После его смерти Мадлэн передает рассказчику архив с публикациями Марии. В архиве множество статей, напечатанных в популярном русском издании «Парижская неделя». В них автор дает советы, как сохранить былую красоту, какую пудру и какой крем для лица выбрать, о пользе массажа лица и подбородка и даже о выборе тем для светского разговора. Это особое искусство, еженедельник рекомендует избегать банальностей. «В светском разговоре необходимо показать скромный, культурный блеск. Цитируйте стихи. Но не те, которые все знают наизусть. Цитируйте, например, такие стихотворения, как то, которое напечатано в одном из предыдущих номеров нашего журнала:
Грациозна и смугла,
Вся и счастье и измена,
Улыбаяся, прошла
Кадиксаякская1 морена» [1, с. 507–508].
Здесь необходимо исправить досадную опечатку, прокравшуюся не только в самое авторитетное на сегодняшний день издание газдановской прозы. В оригинале — «кадиксанская морена», так напечатано во втором номере нью-йоркского журнала «Опыты» за 1953 год. В российских журнальных и книжных публикациях, начиная с 1990 года, когда рассказ «Княжна Мэри» впервые появился в СССР в сборнике издательства «Современник», повелось печатать «кадиксаянская морена». Ошибочную традицию подхватил интернет, хотя в оригинале, увидевшем свет в журнале «Опыты» в 1953 году, стоит «кадиксанская морена», прилагательное образовано от названия города «Кадикс».
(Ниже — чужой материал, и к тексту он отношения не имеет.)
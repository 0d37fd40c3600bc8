//! Source Registry
//!
//! Maps source names to pluggable [`MarketDataSource`] implementations.
//! The dispatcher resolves sources by name on every tick, so the map is
//! read far more often than written. Lookups take a shared read lock and
//! clone the `Arc` out; a registration that lands afterwards never affects
//! a source already handed to an in-flight dispatch.

use std::collections::{BTreeSet, HashMap};
use std::sync::Arc;

use parking_lot::RwLock;

use crate::application::ports::{MarketDataSource, SharedSource};

/// Registry of named upstream sources.
#[derive(Default)]
pub struct SourceRegistry {
    sources: RwLock<HashMap<String, SharedSource>>,
}

impl SourceRegistry {
    /// Create an empty registry.
    #[must_use]
    pub fn new() -> Self {
        Self::default()
    }

    /// Register a source under `name`, replacing any previous binding.
    pub fn register(&self, name: impl Into<String>, source: Arc<dyn MarketDataSource>) {
        let name = name.into();
        let replaced = self.sources.write().insert(name.clone(), source).is_some();

        if replaced {
            tracing::info!(source = %name, "Replaced data source");
        } else {
            tracing::info!(source = %name, "Registered data source");
        }
    }

    /// Resolve a source by name.
    ///
    /// Unknown names resolve to `None`; callers treat that as skip-and-log.
    #[must_use]
    pub fn resolve(&self, name: &str) -> Option<SharedSource> {
        self.sources.read().get(name).cloned()
    }

    /// Snapshot of the registered names.
    #[must_use]
    pub fn list_names(&self) -> BTreeSet<String> {
        self.sources.read().keys().cloned().collect()
    }

    /// Check whether a name is registered.
    #[must_use]
    pub fn contains(&self, name: &str) -> bool {
        self.sources.read().contains_key(name)
    }

    /// Number of registered sources.
    #[must_use]
    pub fn len(&self) -> usize {
        self.sources.read().len()
    }

    /// Check if no source is registered.
    #[must_use]
    pub fn is_empty(&self) -> bool {
        self.sources.read().is_empty()
    }
}

impl std::fmt::Debug for SourceRegistry {
    fn fmt(&self, f: &mut std::fmt::Formatter<'_>) -> std::fmt::Result {
        f.debug_struct("SourceRegistry")
            .field("sources", &self.list_names())
            .finish()
    }
}

#[cfg(test)]
mod tests {
    use super::*;
    use crate::application::ports::SourceError;
    use crate::domain::observation::{Observation, Symbol};
    use async_trait::async_trait;
    use chrono::{DateTime, Utc};

    struct NamedSource(&'static str);

    #[async_trait]
    impl MarketDataSource for NamedSource {
        fn name(&self) -> &str {
            self.0
        }

        async fn fetch_current(&self, _symbol: &Symbol) -> Result<Vec<Observation>, SourceError> {
            Ok(vec![])
        }

        async fn fetch_range(
            &self,
            _symbol: &Symbol,
            _start: DateTime<Utc>,
            _end: DateTime<Utc>,
        ) -> Result<Vec<Observation>, SourceError> {
            Ok(vec![])
        }
    }

    #[test]
    fn resolve_registered_and_unknown() {
        let registry = SourceRegistry::new();
        registry.register("binance", Arc::new(NamedSource("binance")));
        registry.register("okx", Arc::new(NamedSource("okx")));

        assert_eq!(registry.resolve("binance").unwrap().name(), "binance");
        assert_eq!(registry.resolve("okx").unwrap().name(), "okx");
        assert!(registry.resolve("nonexistent").is_none());
        assert_eq!(registry.len(), 2);
    }

    #[test]
    fn register_replaces_binding() {
        let registry = SourceRegistry::new();
        registry.register("primary", Arc::new(NamedSource("first")));

        let in_flight = registry.resolve("primary").unwrap();
        registry.register("primary", Arc::new(NamedSource("second")));

        // Lookup already handed out keeps the old source.
        assert_eq!(in_flight.name(), "first");
        assert_eq!(registry.resolve("primary").unwrap().name(), "second");
        assert_eq!(registry.len(), 1);
    }

    #[test]
    fn list_names_is_a_snapshot() {
        let registry = SourceRegistry::new();
        assert!(registry.is_empty());

        registry.register("okx", Arc::new(NamedSource("okx")));
        registry.register("binance", Arc::new(NamedSource("binance")));
        let names = registry.list_names();

        registry.register("kraken", Arc::new(NamedSource("kraken")));

        assert_eq!(
            names.into_iter().collect::<Vec<_>>(),
            vec!["binance".to_string(), "okx".to_string()]
        );
        assert!(registry.contains("kraken"));
    }

    #[tokio::test(flavor = "multi_thread", worker_threads = 4)]
    async fn concurrent_lookups_during_registration() {
        let registry = Arc::new(SourceRegistry::new());
        registry.register("binance", Arc::new(NamedSource("binance")));

        let mut handles = Vec::new();
        for _ in 0..8 {
            let registry = Arc::clone(&registry);
            handles.push(tokio::spawn(async move {
                for _ in 0..1_000 {
                    assert!(registry.resolve("binance").is_some());
                }
            }));
        }
        for i in 0..50 {
            registry.register(format!("venue-{i}"), Arc::new(NamedSource("late")));
        }
        for handle in handles {
            handle.await.unwrap();
        }

        assert_eq!(registry.len(), 51);
    }
}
Газданов цитирует начало стихотворения Василия Немировича-Данченко [1844 (1845 по нов. стилю) – 1936], впервые опубликованного в его очерке «Севилья. (Миражи, впечатления, легенды)» в 1892 году [2, с. 112–113], позже оно вошло в цикл «“ROMANZERO” (Поэмы, легенды, впечатления, миражи из Испанского дневника)». В книжном издании стихотворение озаглавлено «Кадиксанская морена» и сопровождено примечанием, объясняющим значение слова «морена», отличное от общеизвестного геологического термина: «Morena — смуглянка, высшая степень андалузской красоты. Моренам андалузские поэты посвящают пламеннейшие из своих строф. Непостоянные в любви и капризные при обыкновенных условиях, морены являются истинными героинями в народных войнах» [3, с. 372].
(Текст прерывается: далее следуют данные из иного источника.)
//! Data Engine Binary
//!
//! Starts the market data ingestion engine.
//!
//! # Usage
//!
//! ```bash
//! cargo run --bin data-engine
//! ```
//!
//! # Environment Variables
//!
//! - `INGEST_SYMBOLS`: Comma-separated symbols (default: BTCUSDT,ETHUSDT,BNBUSDT)
//! - `INGEST_SOURCES`: Comma-separated source names (default: binance,okx)
//! - `MAX_SYMBOLS`: Upper bound on configured symbols (default: 10)
//! - `PROCESSING_INTERVAL`: Seconds between ticks (default: 30)
//! - `INGEST_SHUTDOWN_GRACE_SECS`: Drain grace period (default: 5)
//! - `INGEST_MAX_CONCURRENT_PAIRS`: Dispatcher concurrency (default: 1)
//! - `DATA_SOURCE_TIMEOUT`: Per-fetch timeout in seconds (default: 10)
//! - `EXCHANGE_API_KEY` / `EXCHANGE_API_SECRET`: Venue credentials
//! - `DATABASE_PATH`: turso database file (default: market_data.db)
//! - `BUS_TOPIC`: Bus topic (default: quant_data)
//! - `BUS_CAPACITY`: Bus channel capacity (default: 10000)
//! - `API_PORT`: Health and metrics HTTP port (default: 8080)
//! - `OTEL_ENABLED`, `OTEL_EXPORTER_OTLP_ENDPOINT`, `OTEL_SERVICE_NAME`
//! - `RUST_LOG`: Log filter (default: data_engine=info)

use std::sync::Arc;

use anyhow::Context;
use data_engine::infrastructure::metrics;
use data_engine::infrastructure::telemetry;
use data_engine::{
    BroadcastBus, DispatcherSettings, HealthServer, HealthServerState, IngestConfig,
    IngestionDispatcher, ObservationPublisher, ObservationStore, Scheduler, SchedulerSettings,
    SimulatedExchangeSource, SourceRegistry, StopOutcome, TursoObservationStore, init_metrics,
};
use tokio::signal;
use tokio_util::sync::CancellationToken;

#[tokio::main]
async fn main() -> anyhow::Result<()> {
    load_dotenv();

    let _telemetry_guard = telemetry::init().context("failed to initialize telemetry")?;

    tracing::info!(version = env!("CARGO_PKG_VERSION"), "Starting data engine");

    let _metrics_handle = init_metrics().context("failed to install metrics recorder")?;

    let config = IngestConfig::from_env().context("invalid configuration")?;
    log_config(&config);

    // Store and bus must be reachable before the first tick.
    let store = Arc::new(
        TursoObservationStore::open(&config.storage.database_path)
            .await
            .context("failed to open market data store")?,
    );
    store
        .health_check()
        .await
        .context("market data store health check failed")?;

    let bus = Arc::new(BroadcastBus::new(config.bus.topic.clone(), config.bus.capacity));
    bus.health_check()
        .await
        .context("message bus health check failed")?;

    let registry = Arc::new(SourceRegistry::new());
    for name in &config.ingest.sources {
        registry.register(
            name.clone(),
            Arc::new(SimulatedExchangeSource::new(
                name.clone(),
                config.source.credentials.clone(),
            )),
        );
    }
    metrics::set_registered_sources(registry.len());

    let dispatcher = Arc::new(IngestionDispatcher::new(
        Arc::clone(&registry),
        store,
        Arc::clone(&bus) as Arc<dyn ObservationPublisher>,
        DispatcherSettings {
            fetch_timeout: config.source.timeout,
            max_concurrent_pairs: config.ingest.max_concurrent_pairs,
            ..DispatcherSettings::default()
        },
    ));

    let scheduler = Arc::new(Scheduler::new(
        dispatcher,
        SchedulerSettings {
            symbols: config.ingest.symbols.clone(),
            sources: config.ingest.sources.clone(),
            interval: config.ingest.interval,
        },
    ));

    let shutdown_token = CancellationToken::new();

    let health_state = Arc::new(HealthServerState::new(
        env!("CARGO_PKG_VERSION").to_string(),
        Arc::clone(&scheduler),
    ));
    let health_server = HealthServer::new(
        config.server.api_port,
        health_state,
        shutdown_token.clone(),
    );
    let health_task = tokio::spawn(async move {
        if let Err(e) = health_server.run().await {
            tracing::error!(error = %e, "Health server error");
        }
    });

    scheduler
        .start()
        .await
        .context("failed to start scheduler")?;

    tracing::info!("Data engine ready");

    await_shutdown().await;

    match scheduler.stop(config.ingest.shutdown_grace).await {
        StopOutcome::Graceful => tracing::info!("All in-flight work drained"),
        StopOutcome::Forced => tracing::warn!("Shutdown forced after grace period"),
        StopOutcome::NotRunning => tracing::debug!("Scheduler was not running"),
    }

    shutdown_token.cancel();
    if let Err(e) = health_task.await {
        tracing::warn!(error = %e, "Health server task ended abnormally");
    }
    bus.close();

    tracing::info!("Data engine stopped");
    Ok(())
}

/// Log the parsed configuration.
fn log_config(config: &IngestConfig) {
    let symbols: Vec<&str> = config.ingest.symbols.iter().map(|s| s.as_str()).collect();
    tracing::info!(
        symbols = ?symbols,
        sources = ?config.ingest.sources,
        interval_secs = config.ingest.interval.as_secs(),
        max_concurrent_pairs = config.ingest.max_concurrent_pairs,
        database_path = %config.storage.database_path,
        bus_topic = %config.bus.topic,
        api_port = config.server.api_port,
        "Configuration loaded"
    );
    if !config.source.credentials.is_configured() {
        tracing::debug!("No exchange credentials configured");
    }
}

/// Load .env file from the current directory or any ancestor directory.
fn load_dotenv() {
    if dotenvy::dotenv().is_ok() {
        return;
    }

    if let Ok(cwd) = std::env::current_dir() {
        let mut dir = cwd.as_path();
        while let Some(parent) = dir.parent() {
            let env_path = parent.join(".env");
            if env_path.exists() {
                let _ = dotenvy::from_path(&env_path);
                return;
            }
            dir = parent;
        }
    }
}

/// Wait for shutdown signal (SIGTERM or SIGINT).
async fn await_shutdown() {
    let ctrl_c = async {
        if let Err(e) = signal::ctrl_c().await {
            tracing::error!(error = %e, "Failed to listen for Ctrl+C");
            std::future::pending::<()>().await;
        }
    };

    #[cfg(unix)]
    let terminate = async {
        match signal::unix::signal(signal::unix::SignalKind::terminate()) {
            Ok(mut sigterm) => {
                sigterm.recv().await;
            }
            Err(e) => {
                tracing::error!(error = %e, "Failed to listen for SIGTERM");
                std::future::pending::<()>().await;
            }
        }
    };

    #[cfg(not(unix))]
    let terminate = std::future::pending::<()>();

    tokio::select! {
        () = ctrl_c => {
            tracing::info!("Received Ctrl+C, initiating shutdown");
        }
        () = terminate => {
            tracing::info!("Received SIGTERM, initiating shutdown");
        }
    }
}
Это примечание важно для газдановского обыгрывания не только смуглой красоты героини, но и характера очередной женщины-вампа в его галерее властвующих над влюбленными. При этом героиня Немировича-Данченко не просто способна увлечь за собой массы (политический подтекст стихотворения Газданову, очевидно, неинтересен), она словно сошла со страниц бульварного романа:
Герцогиня перед ней
С тайной завистью склонится.
У нее во тьме очей
Будто молния родится.
Огнедышащая речь,
Губы, полные желанья,
Под мантильей круглых плеч
Различаешь очертанья.
Что за стан! Избави бог
Заглядеться — вспыхнешь разом.
У ее прелестных ног
Камень кажется алмазом.
В косах гребень золотой
Из-под кружева сверкает,
Цвет волос ее ночной
Мрак небес напоминает.
Литература не в первый раз воспевала женщин Кадикса (в русском языке XIX века было принято написание «Кадис»). В «Письмах об Испании» (1857) В. П. Боткин уделил красавицам Кадиса немало проникновенных строк, при этом он ссылается на «Паломничество Чайльд-Гарольда», приводя соответствующие строки в прозаическом переводе. Выполненный Львом Меем поэтический перевод входившего в «Паломничество» стихотворения The Girl of Cadiz появится только в 1860 году; в последовавшем за первым англоязычным изданием байроновской поэмы «Девушку из Кадикса» вытеснят стансы «Инесе».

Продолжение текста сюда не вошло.